_WORK REQUEST_
Reproduce the closing part of the entries exactly: the line with "result stays 24-bit." and all lines after it, ending with the last line, and nothing else.
===== MATERIAL FOR THIS TASK
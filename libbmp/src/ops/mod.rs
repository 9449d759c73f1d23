mod color;
mod histogram;
mod noise;
mod point;
mod rotate;

pub use color::{grayscale, sepia};
pub use histogram::{equalization_map, equalize, histogram, write_histogram, Histogram};
pub use noise::{gaussian, gaussian_with_rng, salt_and_pepper, salt_and_pepper_with_rng};
pub use point::{adjust_brightness, binarize, decrease_brightness, increase_brightness, negative};
pub use rotate::{rotate, Rotation};
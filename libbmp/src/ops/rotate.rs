use strum::{Display, EnumIter, EnumString};
use tracing::debug;

use crate::{BitMap, BmpImage, Error};

/// A rotation by a multiple of 90 degrees
#[derive(Debug, Clone, Copy, PartialEq, Eq, Hash, EnumString, EnumIter, Display)]
pub enum Rotation {
    /// 90 degrees clockwise
    #[strum(serialize = "cw")]
    Clockwise,
    /// 90 degrees counter-clockwise
    #[strum(serialize = "ccw")]
    CounterClockwise,
    /// 180 degrees
    #[strum(serialize = "180")]
    Half,
}

/// Rotates an image into a fresh zeroed buffer
///
/// Quarter turns swap the width and height fields of the header. Rotation is applied to
/// the rows as stored, with row 0 taken as the top.
///
/// # Errors
///
/// This function errors if the output buffer cannot be allocated
pub fn rotate(src: &BmpImage, rotation: Rotation) -> Result<BmpImage, Error> {
    let input = src.bitmap();
    let (width, height, channels) = (input.width(), input.height(), input.channels());
    let (out_width, out_height) = match rotation {
        Rotation::Half => (width, height),
        Rotation::Clockwise | Rotation::CounterClockwise => (height, width),
    };
    debug!("Rotating {width}x{height} image {rotation} into {out_width}x{out_height}");
    let mut out = BitMap::zeroed(out_width, out_height, channels)?;
    for (y, row) in input.rows().enumerate() {
        for (x, pixel) in row.chunks_exact(channels).enumerate() {
            let (nx, ny) = match rotation {
                Rotation::Clockwise => (out_width - y - 1, x),
                Rotation::CounterClockwise => (y, out_height - x - 1),
                Rotation::Half => (width - x - 1, height - y - 1),
            };
            for (c, &v) in pixel.iter().enumerate() {
                out.set_sample(nx, ny, c, v);
            }
        }
    }
    src.derive_resized(out)
}
use crate::{BmpImage, Depth, Error};

fn require_bgr(src: &BmpImage) -> Result<(), Error> {
    match src.depth() {
        Depth::TwentyFour => Ok(()),
        depth => Err(Error::UnsupportedFormat {
            bit_count: depth.into(),
        }),
    }
}

/// Replaces every pixel with `f(r, g, b)`, returned in (B, G, R) order
fn map_pixels(
    src: &BmpImage,
    f: impl Fn(f32, f32, f32) -> [f32; 3],
) -> Result<BmpImage, Error> {
    require_bgr(src)?;
    let mut out = src.bitmap().zeroed_like()?;
    for (dst, row) in out.rows_mut().zip(src.bitmap().rows()) {
        for (d, s) in dst.chunks_exact_mut(3).zip(row.chunks_exact(3)) {
            let bgr = f(f32::from(s[2]), f32::from(s[1]), f32::from(s[0]));
            d.copy_from_slice(&bgr.map(to_sample));
        }
    }
    Ok(src.derive(out))
}

#[allow(clippy::cast_possible_truncation, clippy::cast_sign_loss)]
fn to_sample(value: f32) -> u8 {
    value.min(255.0) as u8
}

/// Applies the sepia tone matrix to a 24-bit image
///
/// # Errors
///
/// This function errors if the image is not 24-bit, or if the output buffer cannot be
/// allocated
pub fn sepia(src: &BmpImage) -> Result<BmpImage, Error> {
    map_pixels(src, |r, g, b| {
        let tr = 0.393 * r + 0.769 * g + 0.189 * b;
        let tg = 0.349 * r + 0.686 * g + 0.168 * b;
        let tb = 0.272 * r + 0.534 * g + 0.131 * b;
        [tb, tg, tr]
    })
}

/// Converts a 24-bit image to gray, writing the luma to all three channels
///
/// The result stays 24-bit.
///
/// # Errors
///
/// This function errors if the image is not 24-bit, or if the output buffer cannot be
/// allocated
pub fn grayscale(src: &BmpImage) -> Result<BmpImage, Error> {
    map_pixels(src, |r, g, b| {
        let luma = 0.3 * r + 0.59 * g + 0.11 * b;
        [luma; 3]
    })
}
==========
_REPLY_
/// The result stays 24-bit.
///
/// # Errors
///
/// This function errors if the image is not 24-bit, or if the output buffer cannot be
/// allocated
pub fn grayscale(src: &BmpImage) -> Result<BmpImage, Error> {
    map_pixels(src, |r, g, b| {
        let luma = 0.3 * r + 0.59 * g + 0.11 * b;
        [luma; 3]
    })
}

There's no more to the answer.